In February 2006 the World Bank repeated a recommendation that we made to the Prime Minister a year ago. Namely, it was specified “in order to improve the governance and the financial responsibilities in the public sector, the government must simplify overcomplicated legislative and regulation frame and completely to enforce the new frames of fiscal accounting…”
The government won’t take any advice.
Bulgaria seemed to be the worst in the legal, judicial and regulations fields in comparison with all other countries from New Europe if we include the Balkans, too.
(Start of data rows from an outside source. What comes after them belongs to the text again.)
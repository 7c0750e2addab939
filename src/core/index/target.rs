//! Resolving shortcuts to the program they start.

use std::path::{Path, PathBuf};
use std::process::Command;

use thiserror::Error;

/// `.lnk` files queried per PowerShell invocation.
const LNK_BATCH: usize = 50;

/// Why a shortcut could not be resolved.
#[derive(Debug, Error)]
pub enum TargetError {
    /// IO error.
    #[error("io error: {0}")]
    Io(#[from] std::io::Error),

    /// The shortcut format cannot be read on this platform.
    #[error("unsupported shortcut: {0}")]
    Unsupported(String),

    /// The shortcut names no program.
    #[error("no target in {0}")]
    NoTarget(String),

    /// The desktop entry asks to be hidden.
    #[error("hidden entry")]
    Hidden,

    /// The program named by the shortcut is not on `PATH`.
    #[error("{0} not found on PATH")]
    NotOnPath(String),

    /// The Windows shell query failed.
    #[error("shell query failed: {0}")]
    Shell(String),
}

/// Target resolution result.
pub type Result<T> = std::result::Result<T, TargetError>;

/// Resolve one shortcut.
///
/// # Errors
///
/// Returns error if the shortcut is unreadable or names nothing.
pub fn resolve_target(path: &Path) -> Result<PathBuf> {
    resolve_targets(&[path.to_path_buf()])
        .pop()
        .unwrap_or_else(|| Err(TargetError::NoTarget(path.display().to_string())))
}

/// Resolve shortcuts in bulk, preserving order.
///
/// `.lnk` files are grouped so the Windows shell is queried once per batch
/// instead of once per file.
#[must_use]
pub fn resolve_targets(paths: &[PathBuf]) -> Vec<Result<PathBuf>> {
    let mut results: Vec<Option<Result<PathBuf>>> = Vec::with_capacity(paths.len());
    let mut lnk = Vec::new();

    for (i, path) in paths.iter().enumerate() {
        if has_extension(path, "lnk") {
            lnk.push(i);
            results.push(None);
        } else {
            results.push(Some(resolve_single(path)));
        }
    }

    for chunk in lnk.chunks(LNK_BATCH) {
        let batch: Vec<&Path> = chunk.iter().map(|&i| paths[i].as_path()).collect();
        for (&i, result) in chunk.iter().zip(lnk_targets(&batch)) {
            results[i] = Some(result);
        }
    }

    results
        .into_iter()
        .zip(paths)
        .map(|(r, p)| r.unwrap_or_else(|| Err(TargetError::NoTarget(p.display().to_string()))))
        .collect()
}

fn has_extension(path: &Path, ext: &str) -> bool {
    path.extension()
        .and_then(|e| e.to_str())
        .is_some_and(|e| e.eq_ignore_ascii_case(ext))
}

fn resolve_single(path: &Path) -> Result<PathBuf> {
    let meta = std::fs::symlink_metadata(path)?;

    if meta.is_dir() {
        return Ok(path.to_path_buf());
    }
    if meta.file_type().is_symlink() {
        return Ok(std::fs::canonicalize(path)?);
    }
    if has_extension(path, "desktop") {
        let contents = std::fs::read_to_string(path)?;
        let program = desktop_exec(&contents)?
            .ok_or_else(|| TargetError::NoTarget(path.display().to_string()))?;
        return locate_program(&program);
    }

    Ok(path.to_path_buf())
}

/// Find a program named by a shortcut, searching `PATH` for bare names.
fn locate_program(program: &str) -> Result<PathBuf> {
    let candidate = Path::new(program);
    if candidate.is_absolute() {
        return Ok(candidate.to_path_buf());
    }
    which::which(program).map_err(|_| TargetError::NotOnPath(program.to_string()))
}

/// Extract the program of a freedesktop entry's `Exec` key.
///
/// Only the `[Desktop Entry]` group is read. Returns `Ok(None)` when there is
/// no `Exec` key.
///
/// # Errors
///
/// Returns [`TargetError::Hidden`] for `Hidden=true` entries.
pub fn desktop_exec(contents: &str) -> Result<Option<String>> {
    let mut in_entry = false;
    let mut exec = None;

    for line in contents.lines().map(str::trim) {
        if line.starts_with('[') {
            in_entry = line == "[Desktop Entry]";
            continue;
        }
        if !in_entry || line.starts_with('#') {
            continue;
        }
        let Some((key, value)) = line.split_once('=') else {
            continue;
        };
        match key.trim() {
            "Hidden" if value.trim().eq_ignore_ascii_case("true") => {
                return Err(TargetError::Hidden);
            }
            "Exec" => exec = Some(value.trim().to_string()),
            _ => {}
        }
    }

    Ok(exec.as_deref().and_then(exec_program))
}

/// First real program token of an `Exec` value.
///
/// Skips an `env` prefix with its `VAR=value` assignments and field codes.
fn exec_program(exec: &str) -> Option<String> {
    let mut tokens = split_exec(exec).into_iter().peekable();

    if tokens.peek().is_some_and(|t| t == "env") {
        tokens.next();
        while tokens.peek().is_some_and(|t| t.contains('=')) {
            tokens.next();
        }
    }

    tokens.find(|t| !t.starts_with('%'))
}

/// Split an `Exec` value on whitespace, honoring double quotes.
fn split_exec(exec: &str) -> Vec<String> {
    let mut tokens = Vec::new();
    let mut current = String::new();
    let mut quoted = false;
    let mut chars = exec.chars();

    while let Some(c) = chars.next() {
        match c {
            '"' => quoted = !quoted,
            '\\' if quoted => current.extend(chars.next()),
            c if c.is_whitespace() && !quoted => {
                if !current.is_empty() {
                    tokens.push(std::mem::take(&mut current));
                }
            }
            c => current.push(c),
        }
    }
    if !current.is_empty() {
        tokens.push(current);
    }
    tokens
}

/// Ask the Windows shell for the targets of a batch of `.lnk` files.
fn lnk_targets(paths: &[&Path]) -> Vec<Result<PathBuf>> {
    let fail_all = |reason: String| -> Vec<Result<PathBuf>> {
        paths
            .iter()
            .map(|_| Err(TargetError::Shell(reason.clone())))
            .collect()
    };

    if !cfg!(windows) {
        return paths
            .iter()
            .map(|p| Err(TargetError::Unsupported(p.display().to_string())))
            .collect();
    }

    let list = paths
        .iter()
        .map(|p| format!("'{}'", p.display().to_string().replace('\'', "''")))
        .collect::<Vec<_>>()
        .join(",");
    let script = format!(
        "$s = New-Object -ComObject WScript.Shell; \
         @({list}) | ForEach-Object {{ try {{ $s.CreateShortcut($_).TargetPath }} catch {{ '' }} }}"
    );

    let output = match Command::new("powershell")
        .args(["-NoProfile", "-NonInteractive", "-Command", &script])
        .output()
    {
        Ok(output) if output.status.success() => output,
        Ok(output) => return fail_all(String::from_utf8_lossy(&output.stderr).trim().to_string()),
        Err(e) => return fail_all(e.to_string()),
    };

    let stdout = String::from_utf8_lossy(&output.stdout);
    let lines: Vec<&str> = stdout.lines().map(str::trim).collect();
    if lines.len() != paths.len() {
        return fail_all(format!(
            "expected {} targets, got {}",
            paths.len(),
            lines.len()
        ));
    }

    paths
        .iter()
        .zip(lines)
        .map(|(path, line)| {
            if line.is_empty() {
                Err(TargetError::NoTarget(path.display().to_string()))
            } else {
                Ok(PathBuf::from(line))
            }
        })
        .collect()
}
This means that the legal and regulations environment are the most complicated and inefficient, i.e. there is lack of institutional ability in applying legal politics and norms. The World Bank came to this conclusion not through the poll but exploring objective measurement. The most important indicator is the use of measure called “contract-intensive money”, the correlation between the clearing operations and broad money well known by the economists as M2. The reason of measurements is that when the fulfilment of the agreement is effective and cheap then people feel self-reliant and easy go to the clearing settles. But when it doesn’t work people use “cash” and barter. Referring this indicator Bulgaria is worse not only in comparison to EU new member-states but also with Romania, Macedonia, Russia, Ukraine, Uzbekistan, Armenia, Belarus, Albania and Georgia. Only regarding some indicators – the adjudication in bankruptcy/insolvency proceedings – particular countries (Poland, Slovakia, Romania and Slovenia) are a little bit worse than Bulgaria. Nevertheless the overall level of the institutional reforms in Bulgaria is equal to the quality of the reforms in the EU new member-states but at the period of 1996. If this observation is true, the average period of a single reform is estimated at nine or ten years.
From a human being point of view the only reason the Prime Minister ought to feel awkward about taxing people is that they live in the worst settled country in East Europe.